- Genre: Entertainment
- Created by: Prism Entertainment
- Presented by: Kentaro Suyama
- Country of origin: United Kingdom

Production
- Producer: Andrew Forgham

Original release
- Network: Jetix
- Release: February 2005 – March 2008

= PXG =

PXG is a television show created by Prism Entertainment for Jetix in the United Kingdom which covered "the latest in gaming reviews, hints, tips and cheats". It was presented by, directed by and starred Kentaro Suyama. The show began airing on the 12 February 2005.

==Programming==
The name "PXG" was an acronym derived from the 3 main home console video games in stores at the time i.e. PlayStation 2, Xbox and GameCube. Each episode featured Kentaro and his CGI animated assistant "Game Girl" (voiced by Haruka Kuroda) reviewing various games and accessories.

==Original series (2005–06)==
The original schedule was as follows:

Monday: Big in Japan: This segment discussed the latest popular games and systems in Japan, for example the launch of the Nintendo DS or the PlayStation Portable.

Tuesday: Mobile Madness: This segment focused on handhelds and their associated games. The first half discussed accessories and game rating previews while the second contained reviews.

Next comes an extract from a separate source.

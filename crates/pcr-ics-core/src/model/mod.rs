pub mod calendar;
pub mod event;

pub use calendar::{CalendarArtifact, DATA_VERSION_KEY, MetadataLine, presentation_cmp};
pub use event::{CandidateEvent, EventContent, InvertedInterval, PublishedEvent, SKIP_SENTINEL};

Wednesday: Konsole Kids: This segment focused on consoles and their associated games. The first half was a Gameshow held within a caravan where gamers presented their replays of games they had played and their performance would be rated. If Kentaro enjoyed the replay then the gamer would win a supposed holiday on a tropical island and if not, then they would be subjected to a penalty involving flatulence.

Thursday: Easy PC: The first half of this segment consisted of a review of a PC game, while the second half consisted of several mini-reviews of games available online for free.

Friday: All the previous five-minute shows from the past 4 days were combined into one single show lasting half an hour. Also included was a final segment "Top of the Chops", a section in which five popular games were reviewed and answers of the questions given throughout the week were revealed. In addition to this there were also, video game related jokes and sneak previews of upcoming games at the time such as Zelda: Twilight Princess. Occasionally, the segment also featured videos of people dressing up as their favorite game characters.

==Second series (2007–08)==

In 2007, the show was renewed for a second series albeit with some changes to the show's format.

Monday became Konsole Kids, Wednesday became Big in Japan, Thursday became Top of the Chops and Friday became Easy PC. "Top of the Chops" was significantly different, now only featuring one game in the section. Also "Game-Girl" was entirely absent during this season.

The second edition was deliberately designed to feature more user generated content. Director of Jetix UK Dominic Gardiner claimed that changes were made to "give kids a greater sense of ownership of the show."

==Development==
To promote the series Jetix UK commissioned and launched an online game based on the show PXG: Amoeba Attack.